The retreat is a collection of five antique teak houses laid out in a
haphazard clutter around two courtyards. The dark blue pools and rich green
plants in the courtyards offer respite from the heat during the day, and are
dramatically lit at night. There are 21 rooms and suites, reached down
circuitous wood-panelled corridors and balconies – and it’s this muddled
layout, a sharp contrast to the skyscraper hotels with long, wide corridors
and hundreds of rooms, that makes this place so unusual.
The other unusual thing about the Baan Thai was the lack of guests. We were
outnumbered four to one by the staff during our stay, who shuffled between
the houses and gave us polite nods, but spoke very little English. Not even
the receptionist could speak enough English to explain why we saw only two
other guests at the hotel during our two-night stay.
This was blissful for us, and meant that we had exclusive use of facilities
like the infra-red sauna, gym and herbal steam room, and even the colonic
irrigation room, although this went unvisited. An adjoining teak building
houses the spa, which has eight treatment rooms (four each), and another
building houses the restaurant. There are also two communal lounge areas,
which like the rest of the retreat, are decked with traditional artwork,
wood carvings and sculptures, and sofas and chairs covered in exquisite
brightly-coloured silk.
The daily activity programme advertised in the brochures never materialised,
and so neither did my daydreams of waking up to a yoga or tai chi session
ahead of breakfast. Requests to host classes, which also included pilates,
aerobics, stretch, fit-ball and meditation, fell on deaf ears.
I did manage to book a massage though, as included in the daily room rate
package. I went to the spa early to fit in the personal consultation which,
according to the hotel bumf, commences each stay. In my mind, this was going
to be a one-to-one meeting with a health professional, who would talk me
through any health problems I had and advise me on what treatments to have,
and what dishes to choose, or avoid, from the hotel’s Thai menu.

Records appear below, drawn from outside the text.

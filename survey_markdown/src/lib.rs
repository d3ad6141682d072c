mod config;
use log::{debug, info};

// Editors may save a byte order mark in front of the first line. It is not whitespace for
// `str::trim`, and would hide the marker of that line.
const BYTE_ORDER_MARK: char = '\u{feff}';

pub use crate::config::*;

pub mod builder;
pub mod manual;
pub mod quick_start;

// **** Private structures ****

/// What a line of the document does, once its marker is recognized.
#[derive(Eq, PartialEq, Debug, Clone, Copy)]
enum LineKind {
    Ranking,
    TextQuestion,
    MultiSelectQuestion,
    SingleSelectQuestion,
    Description,
    Title,
    Choice,
}

// The heading markers share their leading characters, so the table is scanned in order
// and must stay sorted from the most specific marker to the least specific one.
const MARKERS: [(&str, LineKind); 7] = [
    (RANKING_MARKER, LineKind::Ranking),
    (TEXT_MARKER, LineKind::TextQuestion),
    (MULTI_SELECT_MARKER, LineKind::MultiSelectQuestion),
    (SINGLE_SELECT_MARKER, LineKind::SingleSelectQuestion),
    (DESCRIPTION_MARKER, LineKind::Description),
    (TITLE_MARKER, LineKind::Title),
    (OPTION_MARKER, LineKind::Choice),
];

/// Finds the first marker of the table that starts the line.
///
/// Returns the kind of the line and the content after the marker, trimmed.
fn classify(line: &str) -> Option<(LineKind, &str)> {
    MARKERS.iter().find_map(|(marker, kind)| {
        line.strip_prefix(marker)
            .map(|content| (*kind, content.trim()))
    })
}

/// Reads the selection cap and the text of a ranking line such as `$$$1-3 Pick three`.
///
/// Only the token before the first space is inspected. The cap is the number after the
/// first `-` of that token. When there is no number there, the default cap is used.
fn read_ranking(line: &str) -> (u32, &str) {
    let (token, text) = match line.split_once(' ') {
        Some((token, rest)) => (token, rest.trim()),
        // No question text: the line itself is kept, as earlier versions of the importer did.
        None => (line, line),
    };
    let max_selections = token
        .split_once('-')
        .and_then(|(_, limit)| leading_number(limit))
        .unwrap_or(DEFAULT_MAX_SELECTIONS);
    (max_selections, text)
}

// Reads the digits at the start of the string, ignoring what follows them.
// Numbers too large for a u32 saturate.
fn leading_number(s: &str) -> Option<u32> {
    let end = s
        .char_indices()
        .find(|(_, c)| !c.is_ascii_digit())
        .map(|(idx, _)| idx)
        .unwrap_or(s.len());
    let digits = &s[..end];
    if digits.is_empty() {
        return None;
    }
    // Only digits are left, so parsing can only fail on overflow.
    Some(digits.parse::<u32>().unwrap_or(u32::MAX))
}

/// Accumulates the content of a document, one line at a time.
#[derive(Debug, Default)]
struct SurveyReader {
    title: Option<String>,
    description: Option<String>,
    // The question that is still collecting options.
    current: Option<ParsedQuestion>,
    questions: Vec<ParsedQuestion>,
}

impl SurveyReader {
    fn read_line(&mut self, lineno: usize, line: &str) {
        let (kind, content) = match classify(line) {
            Some(x) => x,
            None => {
                debug!("read_line: {}: ignoring line {:?}", lineno, line);
                return;
            }
        };
        match kind {
            LineKind::Ranking => {
                let (max_selections, text) = read_ranking(line);
                self.start_question(ParsedQuestion::ranking(text.to_string(), max_selections));
            }
            LineKind::TextQuestion => {
                self.start_question(ParsedQuestion::text(content.to_string()));
            }
            LineKind::MultiSelectQuestion => {
                self.start_question(ParsedQuestion::multiple_choice(content.to_string(), true));
            }
            LineKind::SingleSelectQuestion => {
                self.start_question(ParsedQuestion::multiple_choice(content.to_string(), false));
            }
            LineKind::Description => {
                if self.description.is_none() {
                    self.description = Some(content.to_string());
                } else {
                    debug!("read_line: {}: description already set, skipping", lineno);
                }
            }
            LineKind::Title => {
                if self.title.is_none() {
                    self.title = Some(content.to_string());
                } else {
                    debug!("read_line: {}: title already set, skipping", lineno);
                }
            }
            LineKind::Choice => match self.current.as_mut() {
                Some(q) => q.options.push(content.to_string()),
                None => debug!("read_line: {}: option outside of a question: {:?}", lineno, line),
            },
        }
    }

    fn start_question(&mut self, question: ParsedQuestion) {
        if let Some(previous) = self.current.replace(question) {
            self.push(previous);
        }
    }

    fn push(&mut self, mut question: ParsedQuestion) {
        question.order_index = self.questions.len() as u32;
        self.questions.push(question);
    }

    fn finish(mut self, defaults: &SurveyDefaults) -> ParsedSurvey {
        if let Some(last) = self.current.take() {
            self.push(last);
        }
        ParsedSurvey {
            title: self.title.unwrap_or_else(|| defaults.title.clone()),
            description: self
                .description
                .unwrap_or_else(|| defaults.description.clone()),
            questions: self.questions,
        }
    }
}

/// Parses a survey document with the built-in defaults for the title and the description.
///
/// See [`parse_with_defaults`].
pub fn parse(text: &str) -> ParsedSurvey {
    parse_with_defaults(text, &SurveyDefaults::default())
}

/// Parses a survey document written in the markdown survey dialect.
///
/// This function never fails: lines that are not understood are skipped. The structure
/// of the dialect is described in the [manual](crate::manual).
///
/// Arguments:
/// * `text` the content of the document
/// * `defaults` the title and description to use if the document does not contain them
pub fn parse_with_defaults(text: &str, defaults: &SurveyDefaults) -> ParsedSurvey {
    let mut reader = SurveyReader::default();
    for (idx, raw_line) in text.lines().enumerate() {
        let line = raw_line.trim_matches(|c: char| c.is_whitespace() || c == BYTE_ORDER_MARK);
        if line.is_empty() {
            continue;
        }
        reader.read_line(idx + 1, line);
    }
    let survey = reader.finish(defaults);
    info!(
        "Parsed survey {:?}: {} questions",
        survey.title,
        survey.questions.len()
    );
    survey
}

#[cfg(test)]
mod tests {
    use super::*;

    fn init() {
        let _ = env_logger::builder().is_test(true).try_init();
    }

    #[test]
    fn markers_are_not_shadowed() {
        for (idx, (marker, _)) in MARKERS.iter().enumerate() {
            for (later, _) in MARKERS.iter().skip(idx + 1) {
                assert!(
                    !later.starts_with(marker),
                    "{:?} would never be reached after {:?}",
                    later,
                    marker
                );
            }
            // Every marker of the table is recognized as itself.
            let line = format!("{}question", marker);
            assert_eq!(classify(&line).map(|p| p.0), Some(MARKERS[idx].1));
        }
    }

    #[test]
    fn longest_heading_wins() {
        assert_eq!(
            classify("#### Q").map(|p| p.0),
            Some(LineKind::MultiSelectQuestion)
        );
        assert_eq!(classify("##### Q").map(|p| p.0), Some(LineKind::TextQuestion));
        assert_eq!(classify("# Q").map(|p| p.0), Some(LineKind::Title));
        assert_eq!(classify("#Q"), None);
        assert_eq!(classify("###### Q"), None);
    }

    #[test]
    fn end_to_end() {
        init();
        let text = "# Survey A\n## Desc A\n### Q1\n□ Opt1\n□ Opt2\n#### Q2\n□ OptA\n##### Q3\n";
        let survey = parse(text);
        assert_eq!(survey.title, "Survey A");
        assert_eq!(survey.description, "Desc A");
        assert_eq!(
            survey.questions,
            vec![
                ParsedQuestion {
                    question_text: "Q1".to_string(),
                    question_type: QuestionType::MultipleChoice,
                    options: vec!["Opt1".to_string(), "Opt2".to_string()],
                    required: true,
                    order_index: 0,
                    is_multiple_select: false,
                    max_selections: None,
                },
                ParsedQuestion {
                    question_text: "Q2".to_string(),
                    question_type: QuestionType::MultipleChoice,
                    options: vec!["OptA".to_string()],
                    required: true,
                    order_index: 1,
                    is_multiple_select: true,
                    max_selections: None,
                },
                ParsedQuestion {
                    question_text: "Q3".to_string(),
                    question_type: QuestionType::Text,
                    options: vec![],
                    required: false,
                    order_index: 2,
                    is_multiple_select: false,
                    max_selections: None,
                },
            ]
        );
    }

    #[test]
    fn empty_input() {
        for text in ["", "   ", "\n\n\t\n"] {
            let survey = parse(text);
            assert_eq!(survey.title, SurveyDefaults::DEFAULT_TITLE);
            assert_eq!(survey.description, SurveyDefaults::DEFAULT_DESCRIPTION);
            assert!(survey.questions.is_empty());
        }
    }

    #[test]
    fn caller_defaults() {
        let defaults = SurveyDefaults::new("Fallback", "Fallback description");
        let survey = parse_with_defaults("### Only a question", &defaults);
        assert_eq!(survey.title, "Fallback");
        assert_eq!(survey.description, "Fallback description");
        assert_eq!(survey.questions.len(), 1);
    }

    #[test]
    fn first_title_and_description_win() {
        let survey = parse("# A\n## D1\n# B\n## D2\n");
        assert_eq!(survey.title, "A");
        assert_eq!(survey.description, "D1");
        assert!(survey.questions.is_empty());
    }

    #[test]
    fn ranking_default_cap() {
        let survey = parse("$$$ My question");
        let q = &survey.questions[0];
        assert_eq!(q.question_type, QuestionType::Ranking);
        assert_eq!(q.question_text, "My question");
        assert_eq!(q.max_selections, Some(3));
        assert!(q.required);
        assert!(q.is_multiple_select);
    }

    #[test]
    fn ranking_explicit_range() {
        let survey = parse("$$$2-5 Pick items\n□ a\n□ b");
        let q = &survey.questions[0];
        assert_eq!(q.question_type, QuestionType::Ranking);
        assert_eq!(q.question_text, "Pick items");
        assert_eq!(q.max_selections, Some(5));
        assert_eq!(q.options, vec!["a".to_string(), "b".to_string()]);
    }

    #[test]
    fn ranking_malformed_range() {
        assert_eq!(read_ranking("$$$1-x Q"), (3, "Q"));
        assert_eq!(read_ranking("$$$1- Q"), (3, "Q"));
        assert_eq!(read_ranking("$$$5 Q"), (3, "Q"));
        assert_eq!(read_ranking("$$$1-4x Q"), (4, "Q"));
        assert_eq!(read_ranking("$$$1-2-7 Q"), (2, "Q"));
        // The range is only read before the first space.
        assert_eq!(read_ranking("$$$ rank 1-9 items"), (3, "rank 1-9 items"));
    }

    #[test]
    fn ranking_numeric_limits_are_kept() {
        assert_eq!(read_ranking("$$$1-0 Q"), (0, "Q"));
        assert_eq!(read_ranking("$$$1-99999999999 Q"), (u32::MAX, "Q"));
        let survey = parse("$$$1-0 Zero\n$$$1-99999999999 Big");
        assert_eq!(survey.questions[0].max_selections, Some(0));
        assert_eq!(survey.questions[1].max_selections, Some(u32::MAX));
    }

    #[test]
    fn byte_order_mark_is_trimmed() {
        let survey = parse("\u{feff}# Title\n## Description\u{feff}\n");
        assert_eq!(survey.title, "Title");
        assert_eq!(survey.description, "Description");
    }

    #[test]
    fn ranking_without_text() {
        let survey = parse("$$$1-2");
        assert_eq!(survey.questions[0].question_text, "$$$1-2");
        assert_eq!(survey.questions[0].max_selections, Some(2));
    }

    #[test]
    fn options_outside_questions_are_dropped() {
        let survey = parse("□ stray\n# T\n□ stray 2\n## D\n□ stray 3\n### Q\n□ kept\n");
        assert_eq!(survey.questions.len(), 1);
        assert_eq!(survey.questions[0].options, vec!["kept".to_string()]);
    }

    #[test]
    fn options_stop_at_next_question() {
        let survey = parse("### Q1\n□ a\n### Q2\n□ b\n□ c\nsome comment\n□ d\n");
        assert_eq!(survey.questions[0].options, vec!["a".to_string()]);
        assert_eq!(
            survey.questions[1].options,
            vec!["b".to_string(), "c".to_string(), "d".to_string()]
        );
    }

    #[test]
    fn headings_do_not_close_questions() {
        // A late title heading is ignored and the question keeps collecting options.
        let survey = parse("# T\n### Q\n□ a\n# Other\n□ b\n");
        assert_eq!(survey.title, "T");
        assert_eq!(
            survey.questions[0].options,
            vec!["a".to_string(), "b".to_string()]
        );
    }

    #[test]
    fn whitespace_is_trimmed() {
        let survey = parse("  #   Title  \r\n\t### Q1   \r\n   □   spaced option  \r\n");
        assert_eq!(survey.title, "Title");
        assert_eq!(survey.questions[0].question_text, "Q1");
        assert_eq!(survey.questions[0].options, vec!["spaced option".to_string()]);
    }

    #[test]
    fn order_indexes_are_contiguous() {
        let text = "$$$ R\n□ x\n##### T\n### S\n#### M\n□ y\n### S2\n";
        let survey = parse(text);
        assert_eq!(survey.questions.len(), 5);
        for (idx, q) in survey.questions.iter().enumerate() {
            assert_eq!(q.order_index as usize, idx);
        }
    }

    #[test]
    fn parsing_is_repeatable() {
        let text = "# T\n### Q\n□ a\n$$$1-2 R\n□ b\n";
        assert_eq!(parse(text), parse(text));
    }

    #[test]
    fn unknown_lines_are_ignored() {
        let survey = parse("hello\n- item\n* item\n□no space\n###no space\n");
        assert_eq!(survey.title, SurveyDefaults::DEFAULT_TITLE);
        assert!(survey.questions.is_empty());
    }
}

At the spa reception, I was handed a seven-page form to fill in with details
about my diet, exercise and skin-care regimes and some of the sort of
details I’ve never even shared with my GP. It took a good ten minutes to get
through this, during which time I was given a cool towel and iced tea, which
tasted horrible. I think it had chrysanthemum and fennel in it, but the
language barrier made it difficult to establish.
Once completed, the form was filed in a box, presumably never to be seen
again. It certainly wasn’t read by my therapist, who handed me a brochure
and invited me to choose a treatment. What a waste of time – I gestured
towards the two doors labelled “Consultation Room”, to no avail. The health
MOT I had hoped for was not forthcoming, so I conducted my own diagnosis and
decided that a Lymphatic Drainage Massage would help me to flush out toxins,
boost my sluggish circulation and support my immune system ahead of my
return to wintry England.
The massage lasted 75 minutes and started with a footbath. The pressure was
erring on too light but she managed to identify some knots in my shoulders.
Afterwards, a hot towel and hot tea were welcome following an hour spent in
fierce air conditioning.
I headed back to my room, which was cool and dark - perfect to relax in a hot,
bright city. The room was wood panelled and centred around a huge teak bed
and a writing desk adorned with arty books. The bathroom had a big bath and
shower, and the bespoke toiletries smelled lovely. The only thing shattering
the peace and twitter of birds from the cages in the courtyards was a
persistent drill from next door. There’s nothing the hotel can do about
building work nearby, and although it successfully shielded guests from
unsightly views, nothing could drown out the drills.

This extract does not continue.